▸ **Extracted data**:
*** Block opens ***
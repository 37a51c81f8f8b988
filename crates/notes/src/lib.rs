//! Google Keep notes client
//!
//! Lists notes through an [`oauth::AuthorizedClient`] and decodes the
//! paginated response into typed records.

pub mod client;
pub mod models;

pub use client::{fetch_notes, fetch_notes_page, FetchError};
pub use models::{ListNotesParams, Note, NotesPage};
//! Provider constants for Google Keep access

/// Environment variable holding the OAuth client ID
pub const ENV_CLIENT_ID: &str = "GOOGLE_CLIENT_ID";

/// Environment variable holding the OAuth client secret
pub const ENV_CLIENT_SECRET: &str = "GOOGLE_CLIENT_SECRET";

/// Environment variable overriding the redirect URL
pub const ENV_REDIRECT_URL: &str = "GOOGLE_REDIRECT_URL";

/// Environment variable overriding the token cache path
pub const ENV_TOKEN_FILE: &str = "GOOGLE_TOKEN_FILE";

/// Redirect URL used when none is configured
pub const DEFAULT_REDIRECT_URL: &str = "http://localhost:8080/callback";

/// Token cache file name, placed in the user's home directory
pub const DEFAULT_TOKEN_FILE_NAME: &str = ".gkeep_token.json";

/// Google OAuth authorization endpoint
pub const GOOGLE_AUTH_URL: &str = "https://accounts.google.com/o/oauth2/auth";

/// Google OAuth token exchange endpoint
pub const GOOGLE_TOKEN_URL: &str = "https://oauth2.googleapis.com/token";

/// Google token introspection endpoint, used for tokens without an expiry
pub const GOOGLE_TOKEN_INFO_URL: &str = "https://oauth2.googleapis.com/tokeninfo";

/// Keep notes listing endpoint
pub const KEEP_NOTES_ENDPOINT: &str = "https://keep.googleapis.com/v1/notes";

/// Requested OAuth scopes.
///
/// Keep has no consumer scope of its own, so only identity scopes are requested.
pub const KEEP_SCOPES: &[&str] = &[
    "https://www.googleapis.com/auth/userinfo.email",
    "https://www.googleapis.com/auth/userinfo.profile",
    "openid",
];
*** Block closes ***
▸ **Work to be completed**: Please give the number of lines above containing "Environment" and nothing else.

▸ **Task answer**: 4